Je vais finir par casser le Tupperware. Assise sur le petit banc dans le couloir, juste devant la salle de classe de Mila, le temps paraît interminable, j'ai limite l'impression qu'il s'est figé. Et j'ai raté aucun des regards que le gars qui répare les chauffages m'a lancés en passant devant moi plusieurs fois, sûrement dérangé par le bruit plus que régulier que je fais en ouvrant et en refermant le couvercle du déjeuner de Milou. C'est le seul truc que j'ai trouvé, pas pour faire passer le temps plus vite, mais pour surtout ne pas entendre les dizaines et les dizaines de pensées qui me tordent l'esprit depuis ce matin.

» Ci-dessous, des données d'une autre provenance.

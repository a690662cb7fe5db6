//! The sync engine: remote store, connectivity oracle and local cache
//! wired together.
//!
//! Repositories, the metadata synchronizer, the trip reconciler, the
//! pending flush and import all run against one [`SyncEngine`].

use tracing::{debug, warn};

use crate::connectivity::Connectivity;
use crate::error::{Error, Result};
use crate::model::{
    Entity, Expense, Identity, ItineraryItem, Key, PackingItem, Place, Traveler, Trip,
};
use crate::remote::RemoteStore;
use crate::storage::SqliteStorage;
use crate::sync::access::{AccessDecision, AccessGate};
use crate::sync::repository::Repository;
use crate::sync::types::{KindCounts, OpenedTrip, ReconcileState, SyncStatus, TripContents};

/// Default actor recorded in audit events.
pub const DEFAULT_ACTOR: &str = "tripsync";

/// Online-first data access with a local fallback.
pub struct SyncEngine<R, C> {
    pub(crate) remote: R,
    pub(crate) connectivity: C,
    pub(crate) storage: SqliteStorage,
    pub(crate) actor: String,
}

/// Result of [`SyncEngine::open_trip`].
#[derive(Debug)]
pub enum OpenOutcome {
    Opened(Box<OpenedTrip>),
    Denied { redirect: String, reason: String },
}

impl<R: RemoteStore, C: Connectivity> SyncEngine<R, C> {
    pub fn new(remote: R, connectivity: C, storage: SqliteStorage) -> Self {
        Self {
            remote,
            connectivity,
            storage,
            actor: DEFAULT_ACTOR.to_string(),
        }
    }

    /// Name recorded as the actor of cache mutations.
    #[must_use]
    pub fn with_actor(mut self, actor: impl Into<String>) -> Self {
        self.actor = actor.into();
        self
    }

    #[must_use]
    pub fn storage(&self) -> &SqliteStorage {
        &self.storage
    }

    pub fn storage_mut(&mut self) -> &mut SqliteStorage {
        &mut self.storage
    }

    #[must_use]
    pub fn remote(&self) -> &R {
        &self.remote
    }

    /// Ask the connectivity oracle. Never cached.
    pub async fn is_online(&self) -> bool {
        self.connectivity.is_reachable().await
    }

    /// Repository for any entity kind.
    pub fn repo<T: Entity>(&mut self) -> Repository<'_, T, R, C> {
        Repository::new(self)
    }

    pub fn trips(&mut self) -> Repository<'_, Trip, R, C> {
        self.repo()
    }

    pub fn places(&mut self) -> Repository<'_, Place, R, C> {
        self.repo()
    }

    pub fn itinerary(&mut self) -> Repository<'_, ItineraryItem, R, C> {
        self.repo()
    }

    pub fn packing(&mut self) -> Repository<'_, PackingItem, R, C> {
        self.repo()
    }

    pub fn travelers(&mut self) -> Repository<'_, Traveler, R, C> {
        self.repo()
    }

    pub fn expenses(&mut self) -> Repository<'_, Expense, R, C> {
        self.repo()
    }

    /// Cached children of a trip, in caller order.
    ///
    /// # Errors
    ///
    /// Returns an error if the cache cannot be read.
    pub fn cached_contents(&self, trip: &Key) -> Result<TripContents> {
        Ok(TripContents {
            places: self.storage.list_children(trip)?,
            travelers: self.storage.list_children(trip)?,
            itinerary: self.storage.list_children(trip)?,
            packing: self.storage.list_children(trip)?,
            expenses: self.storage.list_children(trip)?,
        })
    }

    /// Open a trip for display.
    ///
    /// Runs the access check (which refreshes sharing metadata first), then
    /// pushes pending local writes and reconciles the trip's children. A
    /// denied check never touches child data.
    ///
    /// # Errors
    ///
    /// Returns an error if the access check itself fails or the cache
    /// cannot be read. A failed reconcile is reported in the result.
    pub async fn open_trip(
        &mut self,
        gate: &AccessGate,
        identity: &Identity,
        trip: &Key,
    ) -> Result<OpenOutcome> {
        let (record, fresh) = match gate.check(self, identity, trip).await? {
            AccessDecision::Allow { trip, fresh } => (trip, fresh),
            AccessDecision::Deny { redirect, reason } => {
                return Ok(OpenOutcome::Denied {
                    redirect,
                    reason: reason.to_string(),
                });
            }
        };

        let reconcile = match record.key.remote_id().map(str::to_string) {
            Some(trip_id) if self.is_online().await => {
                match self.flush_pending().await {
                    Ok(stats) if !stats.is_clean() => {
                        debug!(pushed = stats.pushed(), "flush left records unsynced");
                    }
                    Ok(_) => {}
                    Err(e) => warn!(error = %e, "pending flush failed before reconcile"),
                }
                match self.sync_trip(&trip_id).await {
                    Ok(stats) => ReconcileState::Reconciled(stats),
                    Err(e) => {
                        warn!(trip_id = %trip_id, error = %e, "reconcile failed, showing cached data");
                        ReconcileState::Failed {
                            message: e.to_string(),
                        }
                    }
                }
            }
            _ => ReconcileState::Skipped,
        };

        // Reconcile may have refreshed the trip row itself.
        let trip = match self.storage.get::<Trip>(&record.key)? {
            Some(current) => current,
            None => record,
        };
        let contents = self.cached_contents(&trip.key)?;

        Ok(OpenOutcome::Opened(Box::new(OpenedTrip {
            trip,
            fresh,
            reconcile,
            contents,
        })))
    }

    /// Counts of cached and unsynced records plus queued deletes.
    ///
    /// # Errors
    ///
    /// Returns an error if the cache cannot be read.
    pub async fn status(&self) -> Result<SyncStatus> {
        let mut totals = KindCounts::default();
        let mut unsynced = KindCounts::default();
        for kind in crate::model::EntityKind::ALL {
            let (total, pending) = self.storage.counts(kind)?;
            totals.set(kind, total);
            unsynced.set(kind, pending);
        }
        Ok(SyncStatus {
            totals,
            unsynced,
            pending_deletions: self.storage.pending_deletions()?,
            online: self.is_online().await,
        })
    }

    /// Resolve a trip key to the key the cache currently knows it by.
    pub(crate) fn resolve_trip(&self, trip: &Key) -> Result<Key> {
        self.storage
            .canonical_key(crate::model::EntityKind::Trip, trip)?
            .ok_or_else(|| Error::TripNotFound {
                key: trip.to_string(),
            })
    }
}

Ou plutôt depuis que j'ai dû lâcher le calme, la douceur et la chaleur des bras de Mikaël au moment de commencer la classe. Je sais pas si un jour, j'ai connu un au revoir plus difficile que celui-là, si on décompte l'adieu de mon petit-frère. C'est toujours aussi dur d'avouer que quitter Jules par contre le matin, ou avant de partir quelque part sans lui, ça n'avait rien de compliqué, rien de douloureux, c'était juste normal et sans profondeur.

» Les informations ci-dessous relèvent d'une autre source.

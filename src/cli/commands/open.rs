//! Open command: access check, pending flush, reconcile, display.

use colored::Colorize;
use serde_json::json;

use super::trip::{print_contents, trip_line};
use super::{parse_key, print_json, runtime, Context};
use crate::error::Result;
use crate::sync::{AccessGate, OpenOutcome, ReconcileState};

/// Execute the open command.
///
/// A denied open is not an error: the redirect target is printed and the
/// command exits successfully.
///
/// # Errors
///
/// Returns an error if no identity is configured or the access check fails.
pub fn execute(ctx: &Context, trip: &str, json: bool) -> Result<()> {
    let key = parse_key(trip)?;
    let identity = ctx.settings.identity()?;
    let gate = ctx
        .settings
        .redirect
        .as_deref()
        .map_or_else(AccessGate::default, AccessGate::new);

    let mut engine = ctx.engine()?;
    let rt = runtime()?;
    let outcome = rt.block_on(async { engine.open_trip(&gate, &identity, &key).await })?;

    match outcome {
        OpenOutcome::Denied { redirect, reason } => {
            if json {
                return print_json(&json!({
                    "allowed": false,
                    "redirect": redirect,
                    "reason": reason,
                }));
            }
            println!("{} {reason}", "Access denied:".red().bold());
            println!("Redirecting to {}", redirect.cyan());
        }
        OpenOutcome::Opened(opened) => {
            if json {
                return print_json(&json!({
                    "allowed": true,
                    "trip": opened.trip,
                    "fresh": opened.fresh,
                    "reconcile": opened.reconcile,
                    "contents": opened.contents,
                }));
            }

            println!("{}", trip_line(&opened.trip));
            if !opened.fresh {
                println!(
                    "  {}",
                    "Sharing data could not be confirmed; showing cached access.".yellow()
                );
            }
            match &opened.reconcile {
                ReconcileState::Reconciled(stats) => {
                    println!(
                        "  {}",
                        format!("Synced {} record(s) from remote", stats.fetched.total()).dimmed()
                    );
                }
                ReconcileState::Skipped => {
                    println!("  {}", "Showing cached data.".dimmed());
                }
                ReconcileState::Failed { message } => {
                    println!("  {} {message}", "Sync failed, showing cached data:".yellow());
                }
            }
            print_contents(&opened.contents);
        }
    }
    Ok(())
}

Ce matin, j'aurais pu tuer pour deux minutes de plus à écouter Mika murmurer dix autres façons de me dire je t'aime, ou de me promettre que tout ira bien, qu'on sera heureux quoi qu'il arrive. Il a pas arrêté depuis cette nuit, de me répéter à quel point j'ai été courageuse, à quel point je le suis toujours, mais je suis pas sûre qu'il se rende compte que c'est surtout lui qui ne plie pas d'un millimètre. Pourtant c'est la première fois qu'il vit un test négatif avec moi, et je peux pas dire que j'ai rebondi aussi bien que lui la première fois. Vraiment pas. Mais comme si c'était facile et évident, il a juste continué à être lui tout craché : il a retiré le positif de ce qu'il s'est passé, et il a commencé à prier et à se mettre au travail pour que ça se passe mieux la prochaine fois. Tout ça en 25 minutes max.

Je sais pas si un jour je pourrais être autre chose qu'impressionner par Mika, il brille beaucoup trop fort, et après il s'étonne que Milou soit un soleil. Elle copie juste son papa, et moi je vais lui donner quoi ? Des nuages. Pour l'instant, que des nuages, je couvre leur lumière avec mon stress et tous mes problèmes.

Je finis par relever les yeux quand la porte de la classe de Mila s'ouvre devant moi, laissant passer un ras-de-marrée de petites têtes, jusqu'à ce qu'un amas de boucles blondes apparaisse, suivi de mon soleil.

- Maman, mes joues me chatouillent quand Milou vient se nicher dans mes bras.

J'ai rien dit hier soir, quand Mika m'a dit qu'il trouvait ça mignon qu'elle m'appelle Maman, mais que maintenant il était prêt à plus. Mikaël, c'est tellement plus que juste mignon, même après des semaines, ça me touche toujours autant. Y a tellement d'enfants qui prennent des années avant de pouvoir sortir ce mot à un adulte, et Mila en aurait parfaitement le droit après tout ce qu'elle a vécu. Sauf qu'elle a choisi de m'appeler comme ça quand même. Tous les jours. Et elle me donne beaucoup plus que juste un surnom : des câlins, des moments avec elle devant la télé, des sourires, des bisous, elle remplit mon verre de jus d'orange avant de remplir le sien, j'ai une myriade de bracelets à mon poignet, sur les lanières de mes sacs, et tout un tiroir du dressing juste pour ça.

- Tu manges avec nous Tan ? Je laisse Mila grimper sur le banc pour me faire un bisou. J'ai demandé à ta maman tout à l'heure, et j'ai préparé des spaghettis.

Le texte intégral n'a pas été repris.